Work to be completed: Could you restate every line of the data word for word?

Provided material START

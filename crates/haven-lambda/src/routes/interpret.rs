use axum::extract::State;
use axum::extract::rejection::JsonRejection;
use axum::Json;
use serde::Serialize;

use haven_core::models::assessment::NarrativeSource;
use haven_instruments::request::{InterpretRequestBody, validate};

use crate::error::ApiError;
use crate::state::AppState;

#[derive(Serialize)]
pub struct InterpretResponse {
    success: bool,
    interpretation: String,
    source: NarrativeSource,
}

/// Interpret an already-scored assessment. Completion failures never reach
/// the caller; they show up as `source: "fallback"`.
pub async fn interpret(
    State(state): State<AppState>,
    payload: Result<Json<InterpretRequestBody>, JsonRejection>,
) -> Result<Json<InterpretResponse>, ApiError> {
    let Json(body) = payload?;
    let request = validate(&body)?;

    let interpretation = state.interpreter.interpret(&request).await;

    Ok(Json(InterpretResponse {
        success: true,
        interpretation: interpretation.text,
        source: interpretation.source,
    }))
}
//! The persistence seam.
//!
//! Every mutable document is versioned by an opaque ETag. Callers read a
//! document with its ETag and write back conditionally; a lost race surfaces
//! as [`StorageError::PreconditionFailed`] and the caller re-reads.

use async_trait::async_trait;
use uuid::Uuid;

use haven_core::models::activity::ActivityRecord;
use haven_core::models::assessment::AssessmentResult;
use haven_core::models::badge::{Badge, UserBadge};
use haven_core::models::profile::GamificationProfile;

use crate::error::StorageError;

/// Outcome of recording a badge award.
#[derive(Debug, Clone, Copy, PartialEq, Eq)]
pub enum AwardOutcome {
    Inserted,
    /// The (user, badge) pair was already recorded; nothing was written.
    AlreadyAwarded,
}

#[async_trait]
pub trait WellnessStore: Send + Sync {
    /// The user's profile and its ETag, or `None` if never written.
    async fn get_profile(
        &self,
        user_id: &str,
    ) -> Result<Option<(GamificationProfile, String)>, StorageError>;

    /// Write a profile. `expected_etag` of `None` creates the profile and
    /// fails if one appeared in the meantime. Returns the new ETag.
    async fn save_profile(
        &self,
        user_id: &str,
        profile: &GamificationProfile,
        expected_etag: Option<&str>,
    ) -> Result<String, StorageError>;

    /// Append one ledger entry.
    async fn insert_activity(&self, record: &ActivityRecord) -> Result<(), StorageError>;

    async fn list_activities(&self, user_id: &str) -> Result<Vec<ActivityRecord>, StorageError>;

    /// The stored badge catalog, or `None` if none has been published.
    async fn get_badge_catalog(&self) -> Result<Option<Vec<Badge>>, StorageError>;

    async fn save_badge_catalog(&self, badges: &[Badge]) -> Result<(), StorageError>;

    async fn list_user_badges(&self, user_id: &str) -> Result<Vec<UserBadge>, StorageError>;

    /// Record an award at most once per (user, badge).
    async fn insert_user_badge(&self, award: &UserBadge) -> Result<AwardOutcome, StorageError>;

    async fn insert_assessment_result(&self, result: &AssessmentResult)
    -> Result<(), StorageError>;

    async fn get_assessment_result(
        &self,
        user_id: &str,
        id: Uuid,
    ) -> Result<Option<AssessmentResult>, StorageError>;

    /// All of a user's results, newest first.
    async fn list_assessment_results(
        &self,
        user_id: &str,
    ) -> Result<Vec<AssessmentResult>, StorageError>;
}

Provided material END

Result of this exercise:
filename crates/haven-lambda/src/routes/interpret.rs
use axum::extract::State;
use axum::extract::rejection::JsonRejection;
use axum::Json;
use serde::Serialize;

use haven_core::models::assessment::NarrativeSource;
use haven_instruments::request::{InterpretRequestBody, validate};

use crate::error::ApiError;
use crate::state::AppState;

#[derive(Serialize)]
pub struct InterpretResponse {
    success: bool,
    interpretation: String,
    source: NarrativeSource,
}

/// Interpret an already-scored assessment. Completion failures never reach
/// the caller; they show up as `source: "fallback"`.
pub async fn interpret(
    State(state): State<AppState>,
    payload: Result<Json<InterpretRequestBody>, JsonRejection>,
) -> Result<Json<InterpretResponse>, ApiError> {
    let Json(body) = payload?;
    let request = validate(&body)?;

    let interpretation = state.interpreter.interpret(&request).await;

    Ok(Json(InterpretResponse {
        success: true,
        interpretation: interpretation.text,
        source: interpretation.source,
    }))
}
//! The persistence seam.
//!
//! Every mutable document is versioned by an opaque ETag. Callers read a
//! document with its ETag and write back conditionally; a lost race surfaces
//! as [`StorageError::PreconditionFailed`] and the caller re-reads.

use async_trait::async_trait;
use uuid::Uuid;

use haven_core::models::activity::ActivityRecord;
use haven_core::models::assessment::AssessmentResult;
use haven_core::models::badge::{Badge, UserBadge};
use haven_core::models::profile::GamificationProfile;

use crate::error::StorageError;

/// Outcome of recording a badge award.
#[derive(Debug, Clone, Copy, PartialEq, Eq)]
pub enum AwardOutcome {
    Inserted,
    /// The (user, badge) pair was already recorded; nothing was written.
    AlreadyAwarded,
}

#[async_trait]
pub trait WellnessStore: Send + Sync {
    /// The user's profile and its ETag, or `None` if never written.
    async fn get_profile(
        &self,
        user_id: &str,
    ) -> Result<Option<(GamificationProfile, String)>, StorageError>;

    /// Write a profile. `expected_etag` of `None` creates the profile and
    /// fails if one appeared in the meantime. Returns the new ETag.
    async fn save_profile(
        &self,
        user_id: &str,
        profile: &GamificationProfile,
        expected_etag: Option<&str>,
    ) -> Result<String, StorageError>;

    /// Append one ledger entry.
    async fn insert_activity(&self, record: &ActivityRecord) -> Result<(), StorageError>;

    async fn list_activities(&self, user_id: &str) -> Result<Vec<ActivityRecord>, StorageError>;

    /// The stored badge catalog, or `None` if none has been published.
    async fn get_badge_catalog(&self) -> Result<Option<Vec<Badge>>, StorageError>;

    async fn save_badge_catalog(&self, badges: &[Badge]) -> Result<(), StorageError>;

    async fn list_user_badges(&self, user_id: &str) -> Result<Vec<UserBadge>, StorageError>;

    /// Record an award at most once per (user, badge).
    async fn insert_user_badge(&self, award: &UserBadge) -> Result<AwardOutcome, StorageError>;

    async fn insert_assessment_result(&self, result: &AssessmentResult)
    -> Result<(), StorageError>;

    async fn get_assessment_result(
        &self,
        user_id: &str,
        id: Uuid,
    ) -> Result<Option<AssessmentResult>, StorageError>;

    /// All of a user's results, newest first.
    async fn list_assessment_results(
        &self,
        user_id: &str,
    ) -> Result<Vec<AssessmentResult>, StorageError>;
}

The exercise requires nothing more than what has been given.